「毛髪クリニック リーブ21」の岡村勝正社長を、CMで見知っている人は多いことだろう。同社の創業者社長で18年前から“発毛”をビジネス化し、現在の売上高は約150億円。全国に97店舗、813人の社員を抱える。
同社が8月3日から次期社長の公募に踏み切るという。気になる年収は3000万円以上だ。
岡村社長は現在66歳。自他共に認める健康オタクで、粗食をモットーとし、大きな健康問題を抱えているわけではない。「具体的なプランがあるわけではないが、第2の人生も考えたい。仏教にあこがれを持っていた時期もあり、自然に近い生き方をしたい」と岡村社長は話す。
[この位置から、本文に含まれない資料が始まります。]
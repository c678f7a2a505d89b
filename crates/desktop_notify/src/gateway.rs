use std::collections::HashMap;

use futures::{
    future::BoxFuture,
    stream::{BoxStream, StreamExt},
    FutureExt,
};
use zbus::{
    export::ordered_stream::{self, OrderedStream, OrderedStreamExt},
    zvariant::Value,
};

use crate::*;

/// Signals of the notification interface, in the order the bus delivered them.
pub type SignalStream = BoxStream<'static, Result<Signal>>;

/// A procedure call on the `org.freedesktop.Notifications` interface.
#[derive(Debug, Clone, PartialEq)]
pub enum MethodCall {
    GetCapabilities,
    GetServerInformation,
    Notify(NotifyArgs),
    CloseNotification(u32),
}

impl MethodCall {
    pub fn member(&self) -> &'static str {
        match self {
            MethodCall::GetCapabilities => "GetCapabilities",
            MethodCall::GetServerInformation => "GetServerInformation",
            MethodCall::Notify(_) => "Notify",
            MethodCall::CloseNotification(_) => "CloseNotification",
        }
    }
}

/// The positional arguments of `Notify`, already in wire form.
#[derive(Debug, Clone, PartialEq)]
pub struct NotifyArgs {
    pub app_name: String,
    pub replaces_id: u32,
    pub app_icon: String,
    pub summary: String,
    pub body: String,
    /// Alternating action ids and labels.
    pub actions: Vec<String>,
    pub hints: HashMap<String, Value<'static>>,
    pub expire_timeout: i32,
}

/// The body of a method reply.
#[derive(Debug, Clone, PartialEq, Eq)]
pub enum Reply {
    Empty,
    Id(u32),
    Strings(Vec<String>),
}

/// What the notification client needs from a message bus: issue a call and wait for its reply, and
/// subscribe to the signals of the notification interface.
///
/// Implementations must be usable from many concurrent callers at once.
pub trait Gateway: Send + Sync {
    fn call(&self, call: MethodCall) -> BoxFuture<'_, Result<Reply>>;

    /// Subscribe to both `ActionInvoked` and `NotificationClosed`. The stream ends when the
    /// connection goes away.
    fn subscribe(&self) -> BoxFuture<'_, Result<SignalStream>>;
}

/// [`Gateway`] over a zbus connection to the session bus.
#[derive(Clone)]
pub struct ZbusGateway {
    proxy: dbus::NotificationsProxy<'static>,
}

impl ZbusGateway {
    pub async fn new(con: &zbus::Connection) -> Result<Self> {
        let proxy = dbus::NotificationsProxy::new(con).await?;
        Ok(Self { proxy })
    }

    /// Open a connection to the session bus.
    pub async fn session() -> Result<Self> {
        let con = zbus::Connection::session().await.map_err(|e| Error::Connection(std::sync::Arc::new(e)))?;
        Self::new(&con).await
    }

    pub fn connection(&self) -> &zbus::Connection {
        self.proxy.connection()
    }

    async fn do_call(&self, call: MethodCall) -> Result<Reply> {
        log::debug!("calling {}.{}", names::NOTIFICATIONS_INTERFACE, call.member());
        let reply = match call {
            MethodCall::GetCapabilities => Reply::Strings(self.proxy.get_capabilities().await?),
            MethodCall::GetServerInformation => {
                let (name, vendor, version, spec_version) = self.proxy.get_server_information().await?;
                Reply::Strings(vec![name, vendor, version, spec_version])
            }
            MethodCall::Notify(args) => Reply::Id(
                self.proxy
                    .notify(
                        &args.app_name,
                        args.replaces_id,
                        &args.app_icon,
                        &args.summary,
                        &args.body,
                        &args.actions,
                        &args.hints,
                        args.expire_timeout,
                    )
                    .await?,
            ),
            MethodCall::CloseNotification(id) => {
                self.proxy.close_notification(id).await?;
                Reply::Empty
            }
        };
        Ok(reply)
    }

    async fn do_subscribe(&self) -> Result<SignalStream> {
        let invoked = self.proxy.receive_action_invoked().await?;
        let closed = self.proxy.receive_notification_closed().await?;

        // join the two streams by message serial, so they stay in bus order relative to each other
        let ev_stream = ordered_stream::join(
            OrderedStreamExt::map(invoked, |sig| -> zbus::Result<Signal> {
                let args = sig.args()?;
                Ok(Signal::ActionInvoked { id: args.id, action_key: args.action_key.to_owned() })
            }),
            OrderedStreamExt::map(closed, |sig| -> zbus::Result<Signal> {
                let args = sig.args()?;
                Ok(Signal::NotificationClosed { id: args.id, reason: args.reason.into() })
            }),
        );
        Ok(into_signal_stream(ev_stream))
    }
}

/// The match rules live as long as the signal streams, so whoever holds the returned stream owns
/// the subscription.
fn into_signal_stream<S>(ev_stream: S) -> SignalStream
where
    S: OrderedStream<Data = zbus::Result<Signal>> + Send + 'static,
{
    StreamExt::boxed(StreamExt::map(OrderedStreamExt::into_stream(ev_stream), |ev| ev.map_err(Error::from)))
}

impl Gateway for ZbusGateway {
    fn call(&self, call: MethodCall) -> BoxFuture<'_, Result<Reply>> {
        self.do_call(call).boxed()
    }

    fn subscribe(&self) -> BoxFuture<'_, Result<SignalStream>> {
        self.do_subscribe().boxed()
    }
}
月末に転職支援サイト「ビズリーチ」を運営する南壮一郎社長に会い、公募を決意した。ビズリーチは年収1000万円以上の管理職に特化した日本最大の転職支援サイトで、社長や経営幹部の登用サービスを展開しようと、同社に営業をかけていたのだ。
岡村社長は、「若い社員が多く、マネジメント層が育ってこなかった」と胸のうちを明かす。創業社長だからこそ、人事や財務、店舗運営などすべてに目を光らせ、すべての権限を持ってきた。全社的なマネジメントのできる中堅社員の定着も進まなかった。
さらに、岡村社長には、「会社は社会の公器。これから100年続く会社にできるような人材に後を託したい」と話す。具体的にいえば、中国や韓国などアジアへの進出を狙っている。上場については、「後継社長、あるいは社長を中心とする経営幹部が考えることで、あくまで一つの選択肢にすぎない」(岡村社長)。
実は、岡村社長の長男は一時、リーブ21で働いていたものの、数年前に去っている。「息子は親父のような仕事のやり方が気にいらなかった。人格やマネジメント力に優れているわけでもないのに、息子だからというだけで社長に据えるわけにはいかない」と、岡村社長は割り切っている。
次期社長の条件は豊富なマネジメント経験があること。年齢や性別は問わないという。1年の社長試用期間を経て、社長に就任する。余談だが、テレビCMに出るのかどうかは、自らに決めてもらうという。
次期社長に応募するには、ビズリーチのサイトに会員登録(30日間で4980円などと有料)することが前提となる。そのうえで、リーブ21の社長募集に応募するわけだ。リーブ21側はこの応募者を待つほかに、ビズリーチのデータベースの中からスカウトもできるようになっている。年内に内定にこぎつけたい意向だ。
社長公募の例としては、自動車部品メーカーのユーシンの例がある。2010年7月に全国紙に「社長候補求む」という募集広告が掲載され、大きな話題になった。ちなみにユーシンの公募には1722人の応募があり、社長のほか、副社長などマネジメント層を数人、採用した。
「リーブ21の場合も、応募してきた人材のなかから、社長候補のほかに、副社長や財務のトップなどを登用する可能性もある」とビズリーチの南社長はみる。
社長の公募に踏み切った企業はまだまだわずかだが、「グローバル化が急激に進み、15年前以上前に雇った中堅社員が、企業が求める人材のスペックにあわなくなってきた」(南社長)。それだけに、社長や経営幹部の外部からの登用が中堅企業にとって大きな選択肢になる可能性がある。リーブ21の行方が注目される。